Yes.. I know.. it's a hazard.. You don't have to tell me about it as I
worked in a bank for 11 years and I still have to explain to the security
staff at banks how bank fraud works.. but in the case of a fair and
equitable transaction and if all parties are above board.. it works just as
well if not better than PayPal (which also has had it's fair share of
frauds).

Cheers,
Dave


-----Original Message-----
From: Chris Brogden [mailto:[EMAIL PROTECTED]]
Sent: Thursday, February 20, 2003 8:18 PM
To: [EMAIL PROTECTED]
Subject: Safe payment types. Was: Re:PayPal, C/C, and fees (WAS: RE: FS:
MZ-S, KX, lots of lenses)


On Thu, 20 Feb 2003, Gary L. Murphy wrote:

> I know. That's why I said what I did. "When I accepted PayPal", which
> I no longer do.  :-)

Out of curiosity, what payment types do you accept?  I just found out from
my bank that it takes them at least 28 days to confirm that cashier's
cheques or money orders are genuine.  With the rising popularity of
forged-cheque scams, I've been considering limiting the size of money
orders I'll accept for eBay items, as the alternative is putting a 4-week
hold on the item before I'll ship it, which is pretty extreme.

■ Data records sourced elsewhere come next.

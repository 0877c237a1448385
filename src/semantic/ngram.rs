//! Hashed character n-gram logistic model used as the sequence scorer.
//!
//! Each URL becomes a bag of hashed n-grams (FNV-1a into `buckets` slots,
//! weighted by relative frequency); the score is a logistic function of the
//! weighted sum. Artifacts are JSON.

use super::SequenceModel;
use crate::classifier::model::sigmoid;
use crate::error::{PhishGuardError, Result};
use serde::{Deserialize, Serialize};
use std::collections::BTreeMap;
use std::fs::File;
use std::io::{BufReader, BufWriter, Write};
use std::path::Path;

pub const NGRAM_FORMAT_VERSION: u32 = 1;

/// Characters of a URL the model looks at.
const MAX_MODEL_CHARS: usize = 512;

const FNV_OFFSET: u64 = 0xcbf2_9ce4_8422_2325;
const FNV_PRIME: u64 = 0x0000_0100_0000_01b3;

fn fnv1a(bytes: &[u8]) -> u64 {
    bytes
        .iter()
        .fold(FNV_OFFSET, |h, b| (h ^ u64::from(*b)).wrapping_mul(FNV_PRIME))
}

#[derive(Debug, Clone, PartialEq, Serialize, Deserialize)]
pub struct CharNgramModel {
    pub format_version: u32,
    /// N-gram width in characters.
    pub n: usize,
    pub buckets: usize,
    pub weights: Vec<f64>,
    pub bias: f64,
}

/// Training parameters for [`CharNgramModel::fit`].
#[derive(Debug, Clone, Copy)]
pub struct NgramParams {
    pub n: usize,
    pub buckets: usize,
    pub epochs: usize,
    pub learning_rate: f64,
}

impl Default for NgramParams {
    fn default() -> Self {
        Self {
            n: 3,
            buckets: 4096,
            epochs: 200,
            learning_rate: 2.0,
        }
    }
}

impl CharNgramModel {
    pub fn validate(&self) -> Result<()> {
        if self.format_version != NGRAM_FORMAT_VERSION {
            return Err(PhishGuardError::ModelArtifact(format!(
                "unsupported n-gram format version {}",
                self.format_version
            )));
        }
        if !(1..=8).contains(&self.n) || self.buckets == 0 {
            return Err(PhishGuardError::ModelArtifact(format!(
                "invalid n-gram geometry n={} buckets={}",
                self.n, self.buckets
            )));
        }
        if self.weights.len() != self.buckets {
            return Err(PhishGuardError::ModelShape {
                expected: self.buckets,
                found: self.weights.len(),
            });
        }
        if !self.bias.is_finite() || self.weights.iter().any(|w| !w.is_finite()) {
            return Err(PhishGuardError::ModelArtifact("non-finite weight".into()));
        }
        Ok(())
    }

    /// Sparse relative-frequency vector of hashed n-grams.
    fn encode(&self, url: &str) -> Vec<(usize, f64)> {
        let mut padded: Vec<char> = Vec::with_capacity(MAX_MODEL_CHARS + 2);
        padded.push('^');
        padded.extend(url.chars().take(MAX_MODEL_CHARS).flat_map(char::to_lowercase));
        padded.push('$');

        let mut counts: BTreeMap<usize, f64> = BTreeMap::new();
        let mut buf = String::new();
        for window in padded.windows(self.n) {
            buf.clear();
            buf.extend(window);
            let slot = (fnv1a(buf.as_bytes()) % self.buckets as u64) as usize;
            *counts.entry(slot).or_insert(0.0) += 1.0;
        }
        let total: f64 = counts.values().sum();
        if total == 0.0 {
            return Vec::new();
        }
        counts.into_iter().map(|(k, v)| (k, v / total)).collect()
    }

    fn logit(&self, x: &[(usize, f64)]) -> f64 {
        x.iter().map(|(i, v)| self.weights[*i] * v).sum::<f64>() + self.bias
    }

    /// Fit on labeled URLs with full-batch gradient descent.
    pub fn fit(samples: &[(&str, bool)], params: NgramParams) -> Result<Self> {
        if !samples.iter().any(|(_, l)| *l) || !samples.iter().any(|(_, l)| !*l) {
            return Err(PhishGuardError::Training(
                "both classes must be present".into(),
            ));
        }
        let mut model = Self {
            format_version: NGRAM_FORMAT_VERSION,
            n: params.n,
            buckets: params.buckets,
            weights: vec![0.0; params.buckets],
            bias: 0.0,
        };
        model.validate()?;

        let encoded: Vec<(Vec<(usize, f64)>, f64)> = samples
            .iter()
            .map(|(u, l)| (model.encode(u), if *l { 1.0 } else { 0.0 }))
            .collect();
        let n = encoded.len() as f64;
        for _ in 0..params.epochs {
            let mut grad = vec![0.0; model.buckets];
            let mut grad_b = 0.0;
            for (x, y) in &encoded {
                let err = sigmoid(model.logit(x)) - y;
                for (i, v) in x {
                    grad[*i] += err * v;
                }
                grad_b += err;
            }
            for (w, g) in model.weights.iter_mut().zip(&grad) {
                *w -= params.learning_rate * g / n;
            }
            model.bias -= params.learning_rate * grad_b / n;
        }
        Ok(model)
    }

    pub fn save<P: AsRef<Path>>(&self, path: P) -> Result<()> {
        let mut writer = BufWriter::new(File::create(path)?);
        serde_json::to_writer(&mut writer, self)?;
        writer.flush()?;
        Ok(())
    }

    pub fn load<P: AsRef<Path>>(path: P) -> Result<Self> {
        let path = path.as_ref();
        let file = File::open(path)
            .map_err(|e| PhishGuardError::ModelArtifact(format!("{}: {e}", path.display())))?;
        let model: CharNgramModel = serde_json::from_reader(BufReader::new(file))
            .map_err(|e| PhishGuardError::ModelArtifact(format!("{}: {e}", path.display())))?;
        model.validate()?;
        Ok(model)
    }
}

impl SequenceModel for CharNgramModel {
    fn name(&self) -> &str {
        "char-ngram"
    }

    fn score(&self, url: &str) -> f64 {
        sigmoid(self.logit(&self.encode(url)))
    }
}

What sort of payment would be the safest?  Right now I'm thinking it's
PayPal, shipped only to the buyer's confirmed address.  The trouble with
that is that PayPal can actually withdraw money from my bank account or
credit card to cover themselves if the buyer protests the charge with
their credit card company, and I don't feel comfortable with that.  I'm a
pretty trusting person, and I haven't been ripped off for anything major
yet, but I don't want that streak to end.  Any suggestions for foolproof
payment types that I haven't thought of?